EXERCISE REQUIREMENTS:
From the data, return each line holding the word "collect".

TASK INPUT:

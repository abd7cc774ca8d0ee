//! Per-session count of served dishes.

use kitchen_core::env::AgentView;
use serde::{Deserialize, Serialize};

const DEFAULT_REWARD_THRESHOLD: f64 = 100.0;

/// Rectangle, inclusive on both ends, where an unexplained dish drop counts as
/// a delivery.
#[derive(Debug, Clone, Copy, Deserialize, Serialize, PartialEq, Eq)]
pub struct LocationTrigger {
    pub x: [usize; 2],
    pub y: [usize; 2],
}

impl LocationTrigger {
    pub fn contains(&self, x: usize, y: usize) -> bool {
        (self.x[0]..=self.x[1]).contains(&x) && (self.y[0]..=self.y[1]).contains(&y)
    }
}

#[derive(Debug, Clone, Deserialize, Serialize, PartialEq)]
pub struct TallyConfig {
    /// A step whose summed reward exceeds this counts one delivery.
    #[serde(default = "default_reward_threshold")]
    pub reward_threshold: f64,
    /// Disabled unless configured.
    #[serde(default)]
    pub location_trigger: Option<LocationTrigger>,
}

impl Default for TallyConfig {
    fn default() -> Self {
        Self {
            reward_threshold: DEFAULT_REWARD_THRESHOLD,
            location_trigger: None,
        }
    }
}

fn default_reward_threshold() -> f64 {
    DEFAULT_REWARD_THRESHOLD
}

#[derive(Debug, Clone)]
pub struct DishTally {
    config: TallyConfig,
    served: u32,
}

impl DishTally {
    pub fn new(config: TallyConfig) -> Self {
        Self { config, served: 0 }
    }

    pub fn served(&self) -> u32 {
        self.served
    }

    pub fn clear(&mut self) {
        self.served = 0;
    }

    /// Counts at most one delivery for the step. `before` and `after` are the
    /// agent views around the step.
    pub fn record(&mut self, reward: f64, before: &[AgentView], after: &[AgentView]) -> bool {
        let counted = reward > self.config.reward_threshold
            || self
                .config
                .location_trigger
                .is_some_and(|region| dropped_in(&region, before, after));
        if counted {
            self.served += 1;
            tracing::debug!(served = self.served, reward, "dish counted");
        }
        counted
    }
}

fn holds_dish(view: &AgentView) -> bool {
    view.holding.is_some_and(|item| item.is_dish())
}

fn dropped_in(region: &LocationTrigger, before: &[AgentView], after: &[AgentView]) -> bool {
    // A dish that another agent picked up this step was handed off, not served.
    let handed_off = before
        .iter()
        .zip(after)
        .any(|(was, now)| !holds_dish(was) && holds_dish(now));
    if handed_off {
        return false;
    }
    before.iter().zip(after).any(|(was, now)| {
        holds_dish(was) && now.holding.is_none() && region.contains(now.x, now.y)
    })
}
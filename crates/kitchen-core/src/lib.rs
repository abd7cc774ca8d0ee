pub mod belief;
pub mod env;
pub mod kitchen;
pub mod model;
pub mod nn;

pub struct AppInfo;

impl AppInfo {
    pub const fn name() -> &'static str {
        "kitchen-trust"
    }

    pub const fn codename() -> &'static str {
        "Shared Counter"
    }

    pub const fn version() -> &'static str {
        env!("CARGO_PKG_VERSION")
    }
}
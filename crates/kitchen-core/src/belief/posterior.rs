//! Decayed Beta smoothing of estimator outputs.

use super::traits::BetaParams;
use serde::{Deserialize, Serialize};

/// How an estimator output is turned into a visible confidence.
#[derive(Debug, Clone, Copy, Default, PartialEq, Eq, Serialize, Deserialize)]
#[serde(rename_all = "snake_case")]
pub enum ConfidenceMode {
    /// `clamp(1 - 2 * std, 0, 1)`.
    #[default]
    Variance,
    /// `S / (S + strength_max)`.
    Strength,
    /// Average of the two.
    Hybrid,
}

#[derive(Debug, Clone, Copy, PartialEq, Serialize, Deserialize)]
#[serde(default)]
pub struct TrackerConfig {
    /// Multiplier applied to the persistent counts before each update.
    pub decay: f64,
    /// Cap on the evidence mass one update may add.
    pub kappa_max: f64,
    pub confidence_mode: ConfidenceMode,
    pub strength_max: f64,
}

impl Default for TrackerConfig {
    fn default() -> Self {
        Self {
            decay: 0.999,
            kappa_max: 2.0,
            confidence_mode: ConfidenceMode::Variance,
            strength_max: 50.0,
        }
    }
}

/// Summary statistics of one estimator output.
#[derive(Debug, Clone, Copy, PartialEq)]
pub struct BetaMoments {
    pub mean: f64,
    pub variance: f64,
    pub std: f64,
    pub strength: f64,
    pub confidence: f64,
}

impl BetaMoments {
    pub fn of(params: BetaParams, config: &TrackerConfig) -> Self {
        let strength = params.strength();
        let (mean, variance) = if strength <= 0.0 {
            (0.5, 1.0 / 12.0)
        } else {
            (
                params.alpha / strength,
                params.alpha * params.beta / (strength * strength * (strength + 1.0)),
            )
        };
        let std = variance.max(0.0).sqrt();

        let from_variance = (1.0 - 2.0 * std).clamp(0.0, 1.0);
        let from_strength = if strength > 0.0 {
            strength / (strength + config.strength_max)
        } else {
            0.0
        };
        let confidence = match config.confidence_mode {
            ConfidenceMode::Variance => from_variance,
            ConfidenceMode::Strength => from_strength,
            ConfidenceMode::Hybrid => 0.5 * from_variance + 0.5 * from_strength,
        };

        Self {
            mean,
            variance,
            std,
            strength,
            confidence,
        }
    }
}

/// Persistent pseudo-counts for one trait. Unset until the first update,
/// which starts from the uniform prior.
#[derive(Debug, Clone, Copy, Default, PartialEq)]
pub struct Posterior {
    counts: Option<BetaParams>,
}

impl Posterior {
    pub fn counts(&self) -> Option<BetaParams> {
        self.counts
    }

    pub fn clear(&mut self) {
        self.counts = None;
    }

    /// Folds one observation in and returns the smoothed mean.
    pub fn absorb(&mut self, observed: &BetaMoments, config: &TrackerConfig) -> f64 {
        let mut counts = self.counts.unwrap_or(BetaParams::UNIFORM);
        counts.alpha *= config.decay;
        counts.beta *= config.decay;

        let kappa = observed.strength.min(config.kappa_max);
        counts.alpha += kappa * observed.mean;
        counts.beta += kappa * (1.0 - observed.mean);

        self.counts = Some(counts);
        counts.mean()
    }
}

#[cfg(test)]
mod tests {
    use super::*;

    #[test]
    fn confidence_tracks_certainty() {
        let config = TrackerConfig::default();
        let sharp = BetaMoments::of(BetaParams::new(1e6, 1e6), &config);
        assert!(sharp.confidence > 0.99, "{}", sharp.confidence);
        assert!((sharp.mean - 0.5).abs() < 1e-9);

        let vague = BetaMoments::of(BetaParams::new(1e-3, 1e-3), &config);
        assert!(vague.confidence < 0.01, "{}", vague.confidence);
    }

    #[test]
    fn degenerate_counts_use_uniform_moments() {
        let config = TrackerConfig::default();
        let moments = BetaMoments::of(BetaParams::new(0.0, 0.0), &config);
        assert_eq!(moments.mean, 0.5);
        assert_eq!(moments.variance, 1.0 / 12.0);
    }

    #[test]
    fn strength_and_hybrid_modes() {
        let mut config = TrackerConfig {
            confidence_mode: ConfidenceMode::Strength,
            ..TrackerConfig::default()
        };
        let params = BetaParams::new(30.0, 20.0);
        let strength = BetaMoments::of(params, &config).confidence;
        assert!((strength - 0.5).abs() < 1e-12);

        config.confidence_mode = ConfidenceMode::Variance;
        let variance = BetaMoments::of(params, &config).confidence;
        config.confidence_mode = ConfidenceMode::Hybrid;
        let hybrid = BetaMoments::of(params, &config).confidence;
        assert!((hybrid - 0.5 * (strength + variance)).abs() < 1e-12);
    }

    #[test]
    fn posterior_starts_uniform_and_caps_evidence() {
        let config = TrackerConfig::default();
        let mut posterior = Posterior::default();
        assert!(posterior.counts().is_none());

        let observed = BetaMoments::of(BetaParams::new(90.0, 10.0), &config);
        let mean = posterior.absorb(&observed, &config);
        let counts = posterior.counts().unwrap();
        // Strength 100 is capped at kappa_max = 2.
        assert!((counts.alpha - (0.999 + 1.8)).abs() < 1e-9);
        assert!((counts.beta - (0.999 + 0.2)).abs() < 1e-9);
        assert!((mean - counts.alpha / counts.strength()).abs() < 1e-12);
    }
}
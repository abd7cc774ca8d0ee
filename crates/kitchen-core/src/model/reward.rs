use serde::{Deserialize, Serialize};

/// Per-agent reward table. Unlisted fields fall back to the study defaults.
#[derive(Debug, Clone, Copy, PartialEq, Serialize, Deserialize)]
#[serde(default)]
pub struct RewardSchedule {
    /// Lettuce finished chopping.
    pub subtask_finished: f32,
    /// Chopped lettuce combined with a plate.
    pub goodtask_finished: f32,
    pub correct_delivery: f32,
    pub wrong_delivery: f32,
    /// Applied to every agent on every step.
    pub step_penalty: f32,
}

impl Default for RewardSchedule {
    fn default() -> Self {
        Self {
            subtask_finished: 20.0,
            goodtask_finished: 10.0,
            correct_delivery: 200.0,
            wrong_delivery: -50.0,
            step_penalty: -1.0,
        }
    }
}

/// Reward events the kitchen emits during a step.
#[derive(Debug, Clone, Copy, PartialEq, Eq, Serialize, Deserialize)]
#[serde(rename_all = "snake_case")]
pub enum RewardEvent {
    Chopped,
    Plated,
    CorrectDelivery,
    WrongDelivery,
}

impl RewardSchedule {
    pub fn value(&self, event: RewardEvent) -> f32 {
        match event {
            RewardEvent::Chopped => self.subtask_finished,
            RewardEvent::Plated => self.goodtask_finished,
            RewardEvent::CorrectDelivery => self.correct_delivery,
            RewardEvent::WrongDelivery => self.wrong_delivery,
        }
    }
}
//! Control loop around one environment: belief tracking, observation
//! composition and the periodic soft reset.

use crate::bridge::{HUMAN, ROBOT};
use crate::composer::ObservationComposer;
use crate::session::SessionError;
use kitchen_core::belief::{BeliefState, BeliefTracker, PartnerStep};
use kitchen_core::env::{AgentView, CollaboratorEnv, StepInfo};
use kitchen_core::model::PrimitiveAction;

/// What one wrapped step produced.
#[derive(Debug, Clone, PartialEq)]
pub struct WrappedStep {
    /// Composed observation for the robot.
    pub observation: Vec<f32>,
    /// Sum of every agent's reward.
    pub reward: f64,
    pub done: bool,
    pub info: StepInfo,
    pub belief_updated: bool,
    pub soft_reset: bool,
    pub agents_before: Vec<AgentView>,
    pub agents_after: Vec<AgentView>,
}

pub struct ControlWrapper {
    env: Box<dyn CollaboratorEnv>,
    composer: ObservationComposer,
    tracker: Option<BeliefTracker>,
    cadence: u64,
    steps: u64,
    observation: Vec<f32>,
}

impl ControlWrapper {
    /// Augments the observation with belief features when a tracker is given.
    pub fn new(
        env: Box<dyn CollaboratorEnv>,
        tracker: Option<BeliefTracker>,
        cadence: u64,
    ) -> Result<Self, SessionError> {
        let composer = ObservationComposer::new(env.observation_space(), tracker.is_some())?;
        Ok(Self {
            env,
            composer,
            tracker,
            cadence: cadence.max(1),
            steps: 0,
            observation: Vec::new(),
        })
    }

    /// Resets the env and the belief, returning the first composed observation.
    pub fn reset(&mut self, seed: u64) -> Vec<f32> {
        let observations = self.env.reset(seed);
        if let Some(tracker) = &mut self.tracker {
            let partner = self
                .env
                .partner_centric_observation()
                .get(HUMAN)
                .copied()
                .unwrap_or_default();
            tracker.reset(partner);
        }
        self.steps = 0;
        let base = observations.get(ROBOT).cloned().unwrap_or_default();
        self.observation = self.composer.compose(&base, &self.belief());
        self.observation.clone()
    }

    pub fn step(&mut self, joint: &[PrimitiveAction]) -> WrappedStep {
        let agents_before = self.env.agents();
        let outcome = self.env.step(joint);
        let agents_after = self.env.agents();

        let mut belief_updated = false;
        if let Some(tracker) = &mut self.tracker {
            let partner = self
                .env
                .partner_centric_observation()
                .get(HUMAN)
                .copied()
                .unwrap_or_default();
            let stations = self.env.stations();
            let before = agents_before.get(HUMAN);
            let after = agents_after.get(HUMAN);
            belief_updated = tracker.observe(PartnerStep {
                state: partner,
                held_before: before.and_then(|view| view.holding),
                held_after: after.and_then(|view| view.holding),
                position: after.map(|view| (view.x, view.y)).unwrap_or_default(),
                stations: &stations,
            });
            if belief_updated {
                let belief = tracker.state();
                tracing::debug!(
                    means = ?belief.means,
                    confidences = ?belief.confidences,
                    updates = tracker.updates(),
                    "belief updated"
                );
            }
        }

        self.steps += 1;
        let soft_reset = self.steps % self.cadence == 0;
        if soft_reset {
            self.env.soft_reset_obs_only();
            self.env.set_macro_action_done(ROBOT, true);
            self.env.set_macro_action_done(HUMAN, true);
            tracing::debug!(step = self.steps, cadence = self.cadence, "soft reset");
        }

        let base = self
            .env
            .macro_observation()
            .get(ROBOT)
            .cloned()
            .unwrap_or_default();
        self.observation = self.composer.compose(&base, &self.belief());

        WrappedStep {
            observation: self.observation.clone(),
            reward: outcome.rewards.iter().map(|r| f64::from(*r)).sum(),
            done: outcome.done,
            info: outcome.info,
            belief_updated,
            soft_reset,
            agents_before,
            agents_after,
        }
    }

    /// Latest composed observation.
    pub fn observation(&self) -> &[f32] {
        &self.observation
    }

    pub fn observation_dim(&self) -> usize {
        self.composer.dim()
    }

    pub fn composer(&self) -> &ObservationComposer {
        &self.composer
    }

    /// Neutral when the configuration tracks no belief.
    pub fn belief(&self) -> BeliefState {
        self.tracker
            .as_ref()
            .map(BeliefTracker::state)
            .unwrap_or_default()
    }

    pub fn tracker(&self) -> Option<&BeliefTracker> {
        self.tracker.as_ref()
    }

    pub fn steps(&self) -> u64 {
        self.steps
    }

    pub fn cadence(&self) -> u64 {
        self.cadence
    }

    pub fn env(&self) -> &dyn CollaboratorEnv {
        self.env.as_ref()
    }

    pub fn env_mut(&mut self) -> &mut dyn CollaboratorEnv {
        self.env.as_mut()
    }

    pub fn close(&mut self) {
        self.env.close();
    }
}
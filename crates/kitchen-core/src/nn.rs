//! Dense numeric kernels shared by the frozen estimator and the policy networks.
//!
//! Everything here is plain single-threaded `f32` arithmetic with a fixed
//! summation order, so identical inputs always produce bit-identical outputs.
//! Weight matrices follow the row-major `[out, in]` layout of exported
//! PyTorch `state_dict` tensors.

use rand::Rng;
use serde::{Deserialize, Serialize};
use std::fs;
use std::path::{Path, PathBuf};
use thiserror::Error;

/// Errors raised while reading or shaping a frozen artifact.
#[derive(Debug, Error)]
pub enum LoadError {
    #[error("failed to read artifact {path:?}: {source}")]
    Read {
        #[source]
        source: std::io::Error,
        path: PathBuf,
    },
    #[error("failed to parse artifact {path:?}: {source}")]
    Parse {
        #[source]
        source: serde_json::Error,
        path: PathBuf,
    },
    #[error("incompatible artifact: {0}")]
    Incompatible(String),
}

/// Reads a JSON manifest from disk.
pub fn read_manifest<T, P>(path: P) -> Result<T, LoadError>
where
    T: for<'de> Deserialize<'de>,
    P: AsRef<Path>,
{
    let path = path.as_ref();
    let contents = fs::read_to_string(path).map_err(|source| LoadError::Read {
        source,
        path: path.to_path_buf(),
    })?;
    serde_json::from_str(&contents).map_err(|source| LoadError::Parse {
        source,
        path: path.to_path_buf(),
    })
}

/// JSON form of one dense layer.
#[derive(Debug, Clone, Serialize, Deserialize, PartialEq)]
pub struct LayerWeights {
    pub weights: Vec<f32>,
    pub biases: Vec<f32>,
}

impl LayerWeights {
    pub fn zeros(inputs: usize, outputs: usize) -> Self {
        Self {
            weights: vec![0.0; inputs * outputs],
            biases: vec![0.0; outputs],
        }
    }

    /// Uniform `±1/sqrt(inputs)` initialisation, the PyTorch `nn.Linear` default.
    pub fn random<R: Rng + ?Sized>(rng: &mut R, inputs: usize, outputs: usize) -> Self {
        let bound = 1.0 / (inputs.max(1) as f32).sqrt();
        Self {
            weights: (0..inputs * outputs)
                .map(|_| rng.gen_range(-bound..bound))
                .collect(),
            biases: (0..outputs).map(|_| rng.gen_range(-bound..bound)).collect(),
        }
    }
}

/// JSON form of a layer norm.
#[derive(Debug, Clone, Serialize, Deserialize, PartialEq)]
pub struct NormWeights {
    pub weight: Vec<f32>,
    pub bias: Vec<f32>,
}

impl NormWeights {
    pub fn identity(width: usize) -> Self {
        Self {
            weight: vec![1.0; width],
            bias: vec![0.0; width],
        }
    }
}

/// Validated dense layer `y = W x + b`.
#[derive(Debug, Clone)]
pub struct Linear {
    inputs: usize,
    outputs: usize,
    weights: Vec<f32>,
    biases: Vec<f32>,
}

impl Linear {
    pub fn from_weights(
        name: &str,
        layer: &LayerWeights,
        inputs: usize,
        outputs: usize,
    ) -> Result<Self, LoadError> {
        if layer.weights.len() != inputs * outputs {
            return Err(LoadError::Incompatible(format!(
                "{name} weights wrong size: expected {}, got {}",
                inputs * outputs,
                layer.weights.len()
            )));
        }
        if layer.biases.len() != outputs {
            return Err(LoadError::Incompatible(format!(
                "{name} biases wrong size: expected {outputs}, got {}",
                layer.biases.len()
            )));
        }
        Ok(Self {
            inputs,
            outputs,
            weights: layer.weights.clone(),
            biases: layer.biases.clone(),
        })
    }

    pub fn inputs(&self) -> usize {
        self.inputs
    }

    pub fn outputs(&self) -> usize {
        self.outputs
    }

    pub fn forward(&self, input: &[f32]) -> Vec<f32> {
        debug_assert_eq!(input.len(), self.inputs);
        let mut output = self.biases.clone();
        for (row, out) in output.iter_mut().enumerate() {
            let weights = &self.weights[row * self.inputs..(row + 1) * self.inputs];
            let mut acc = 0.0f32;
            for (w, x) in weights.iter().zip(input) {
                acc += w * x;
            }
            *out += acc;
        }
        output
    }
}

/// Layer normalisation over the last dimension.
#[derive(Debug, Clone)]
pub struct LayerNorm {
    weight: Vec<f32>,
    bias: Vec<f32>,
    eps: f32,
}

impl LayerNorm {
    pub const DEFAULT_EPS: f32 = 1e-5;

    pub fn from_weights(name: &str, norm: &NormWeights, width: usize) -> Result<Self, LoadError> {
        if norm.weight.len() != width || norm.bias.len() != width {
            return Err(LoadError::Incompatible(format!(
                "{name} expects width {width}, got weight {} / bias {}",
                norm.weight.len(),
                norm.bias.len()
            )));
        }
        Ok(Self {
            weight: norm.weight.clone(),
            bias: norm.bias.clone(),
            eps: Self::DEFAULT_EPS,
        })
    }

    pub fn forward(&self, input: &[f32]) -> Vec<f32> {
        let n = input.len() as f32;
        let mean = input.iter().sum::<f32>() / n;
        let var = input.iter().map(|x| (x - mean) * (x - mean)).sum::<f32>() / n;
        let denom = (var + self.eps).sqrt();
        input
            .iter()
            .zip(self.weight.iter().zip(&self.bias))
            .map(|(x, (w, b))| (x - mean) / denom * w + b)
            .collect()
    }
}

pub fn relu(values: &mut [f32]) {
    for v in values.iter_mut() {
        if *v < 0.0 {
            *v = 0.0;
        }
    }
}

pub fn tanh(values: &mut [f32]) {
    for v in values.iter_mut() {
        *v = v.tanh();
    }
}

/// Numerically stable `ln(1 + e^x)`, matching the PyTorch threshold of 20.
pub fn softplus(x: f32) -> f32 {
    if x > 20.0 { x } else { x.exp().ln_1p() }
}

/// In-place softmax; entries equal to `-inf` receive zero mass.
pub fn softmax(values: &mut [f32]) {
    let max = values.iter().copied().fold(f32::NEG_INFINITY, f32::max);
    if !max.is_finite() {
        return;
    }
    let mut total = 0.0f32;
    for v in values.iter_mut() {
        *v = (*v - max).exp();
        total += *v;
    }
    for v in values.iter_mut() {
        *v /= total;
    }
}

/// Index of the largest value; the first index wins ties.
pub fn argmax(values: &[f32]) -> usize {
    let mut best = 0;
    let mut best_value = f32::NEG_INFINITY;
    for (idx, &value) in values.iter().enumerate() {
        if value > best_value {
            best = idx;
            best_value = value;
        }
    }
    best
}

#[cfg(test)]
mod tests {
    use super::*;

    #[test]
    fn linear_rejects_wrong_shapes() {
        let layer = LayerWeights::zeros(3, 2);
        assert!(Linear::from_weights("probe", &layer, 3, 2).is_ok());
        let err = Linear::from_weights("probe", &layer, 2, 2).expect_err("shape mismatch");
        assert!(err.to_string().contains("probe weights wrong size"));
    }

    #[test]
    fn linear_forward_uses_row_major_layout() {
        let layer = LayerWeights {
            weights: vec![1.0, 2.0, 0.0, -1.0],
            biases: vec![0.5, 0.0],
        };
        let linear = Linear::from_weights("l", &layer, 2, 2).unwrap();
        assert_eq!(linear.forward(&[1.0, 1.0]), vec![3.5, -1.0]);
    }

    #[test]
    fn softmax_handles_masked_entries() {
        let mut values = [0.0, f32::NEG_INFINITY, 0.0];
        softmax(&mut values);
        assert_eq!(values[1], 0.0);
        assert!((values[0] - 0.5).abs() < 1e-6);
    }

    #[test]
    fn softplus_is_positive_and_linear_for_large_inputs() {
        assert!(softplus(-30.0) > 0.0);
        assert_eq!(softplus(25.0), 25.0);
        assert!((softplus(0.0) - std::f32::consts::LN_2).abs() < 1e-6);
    }

    #[test]
    fn layer_norm_centres_input() {
        let norm = LayerNorm::from_weights("n", &NormWeights::identity(4), 4).unwrap();
        let out = norm.forward(&[1.0, 2.0, 3.0, 4.0]);
        let mean: f32 = out.iter().sum::<f32>() / 4.0;
        assert!(mean.abs() < 1e-5);
    }

    #[test]
    fn argmax_prefers_first_on_ties() {
        assert_eq!(argmax(&[1.0, 3.0, 3.0]), 1);
    }
}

WRITTEN SOLUTION:
                .collect(),
            biases: (0..outputs).map(|_| rng.gen_range(-bound..bound)).collect(),
            .collect()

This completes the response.